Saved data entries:
------------------------------------------------
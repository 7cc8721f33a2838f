//! Typed error taxonomy for the decision/execution pipeline.
//!
//! `anyhow::Result` is still used at task and I/O boundaries, matching the
//! rest of the workspace. `EngineError` lives at the policy/simulator/ledger
//! boundary, where callers need to branch on *what kind* of rejection
//! happened rather than just log a string.

use alloy::primitives::Address;
use thiserror::Error;

/// Error kinds produced by the policy engine, simulator, and execution
/// coordinator. Each variant carries a machine-readable reason tag via
/// [`EngineError::reason_tag`] that the attempt ledger stores verbatim.
#[derive(Debug, Error, Clone)]
pub enum EngineError {
    #[error("transient network error: {0}")]
    TransientNetwork(String),

    #[error("rate limited{}", .retry_after_secs.map(|s| format!(", retry after {s}s")).unwrap_or_default())]
    RateLimited { retry_after_secs: Option<u64> },

    #[error("data schema error: {0}")]
    DataSchema(String),

    #[error("price missing for {token}")]
    PriceMissing { token: Address },

    #[error("simulation rejected: {reason}")]
    SimulationReject { reason: String },

    #[error("reverted on-chain: {reason}")]
    RevertOnChain { reason: String },

    #[error("nonce gap: expected {expected}, chain reported {observed}")]
    NonceGap { expected: u64, observed: u64 },

    #[error("sequencer down for chain {chain_id}")]
    SequencerDown { chain_id: u64 },

    #[error("fatal: {0}")]
    Fatal(String),
}

impl EngineError {
    /// Machine-readable reason tag, as stored in `ExecutionAttempt::reason`.
    pub fn reason_tag(&self) -> String {
        match self {
            Self::TransientNetwork(_) => "transient-network".to_string(),
            Self::RateLimited { .. } => "rate-limited".to_string(),
            Self::DataSchema(_) => "data-schema".to_string(),
            Self::PriceMissing { .. } => "policy_skip:price-missing".to_string(),
            Self::SimulationReject { reason } => format!("plan-null:{reason}"),
            Self::RevertOnChain { .. } => "mined-revert".to_string(),
            Self::NonceGap { .. } => "nonce-gap".to_string(),
            Self::SequencerDown { .. } => "policy_skip:sequencer-down".to_string(),
            Self::Fatal(_) => "fatal".to_string(),
        }
    }

    /// Whether the caller should retry at the boundary that raised this
    /// error, rather than propagate it to the ledger as a terminal outcome.
    pub fn is_transient(&self) -> bool {
        matches!(
            self,
            Self::TransientNetwork(_) | Self::RateLimited { .. } | Self::NonceGap { .. }
        )
    }

    /// Whether this error should halt only the affected chain rather than
    /// the whole process.
    pub fn is_fatal(&self) -> bool {
        matches!(self, Self::Fatal(_))
    }
}

#[cfg(test)]
mod tests {
    use super::*;

    #[test]
    fn reason_tags_match_spec_prefixes() {
        let err = EngineError::SequencerDown { chain_id: 42161 };
        assert_eq!(err.reason_tag(), "policy_skip:sequencer-down");

        let err = EngineError::SimulationReject {
            reason: "pnl-multiple".to_string(),
        };
        assert_eq!(err.reason_tag(), "plan-null:pnl-multiple");
    }

    #[test]
    fn transient_classification() {
        assert!(EngineError::TransientNetwork("timeout".into()).is_transient());
        assert!(!EngineError::Fatal("bad config".into()).is_transient());
        assert!(EngineError::Fatal("bad config".into()).is_fatal());
    }
}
------------------------------------------------
- _Work instructions_:
Every entry above has to be returned exactly as written.

- _Result for this task_:
repository 7cc8721f33a2838f
//! Typed error taxonomy for the decision/execution pipeline.
//!
//! `anyhow::Result` is still used at task and I/O boundaries, matching the
//! rest of the workspace. `EngineError` lives at the policy/simulator/ledger
//! boundary, where callers need to branch on *what kind* of rejection
//! happened rather than just log a string.

use alloy::primitives::Address;
use thiserror::Error;

/// Error kinds produced by the policy engine, simulator, and execution
/// coordinator. Each variant carries a machine-readable reason tag via
/// [`EngineError::reason_tag`] that the attempt ledger stores verbatim.
#[derive(Debug, Error, Clone)]
pub enum EngineError {
    #[error("transient network error: {0}")]
    TransientNetwork(String),

    #[error("rate limited{}", .retry_after_secs.map(|s| format!(", retry after {s}s")).unwrap_or_default())]
    RateLimited { retry_after_secs: Option<u64> },

    #[error("data schema error: {0}")]
    DataSchema(String),

    #[error("price missing for {token}")]
    PriceMissing { token: Address },

    #[error("simulation rejected: {reason}")]
    SimulationReject { reason: String },

    #[error("reverted on-chain: {reason}")]
    RevertOnChain { reason: String },

    #[error("nonce gap: expected {expected}, chain reported {observed}")]
    NonceGap { expected: u64, observed: u64 },

    #[error("sequencer down for chain {chain_id}")]
    SequencerDown { chain_id: u64 },

    #[error("fatal: {0}")]
    Fatal(String),
}

impl EngineError {
    /// Machine-readable reason tag, as stored in `ExecutionAttempt::reason`.
    pub fn reason_tag(&self) -> String {
        match self {
            Self::TransientNetwork(_) => "transient-network".to_string(),
            Self::RateLimited { .. } => "rate-limited".to_string(),
            Self::DataSchema(_) => "data-schema".to_string(),
            Self::PriceMissing { .. } => "policy_skip:price-missing".to_string(),
            Self::SimulationReject { reason } => format!("plan-null:{reason}"),
            Self::RevertOnChain { .. } => "mined-revert".to_string(),
            Self::NonceGap { .. } => "nonce-gap".to_string(),
            Self::SequencerDown { .. } => "policy_skip:sequencer-down".to_string(),
            Self::Fatal(_) => "fatal".to_string(),
        }
    }

    /// Whether the caller should retry at the boundary that raised this
    /// error, rather than propagate it to the ledger as a terminal outcome.
    pub fn is_transient(&self) -> bool {
        matches!(
            self,
            Self::TransientNetwork(_) | Self::RateLimited { .. } | Self::NonceGap { .. }
        )
    }

    /// Whether this error should halt only the affected chain rather than
    /// the whole process.
    pub fn is_fatal(&self) -> bool {
        matches!(self, Self::Fatal(_))
    }
}

#[cfg(test)]
mod tests {
    use super::*;

    #[test]
    fn reason_tags_match_spec_prefixes() {
        let err = EngineError::SequencerDown { chain_id: 42161 };
        assert_eq!(err.reason_tag(), "policy_skip:sequencer-down");

        let err = EngineError::SimulationReject {
            reason: "pnl-multiple".to_string(),
        };
        assert_eq!(err.reason_tag(), "plan-null:pnl-multiple");
    }

    #[test]
    fn transient_classification() {
        assert!(EngineError::TransientNetwork("timeout".into()).is_transient());
        assert!(!EngineError::Fatal("bad config".into()).is_transient());
        assert!(EngineError::Fatal("bad config".into()).is_fatal());
    }
}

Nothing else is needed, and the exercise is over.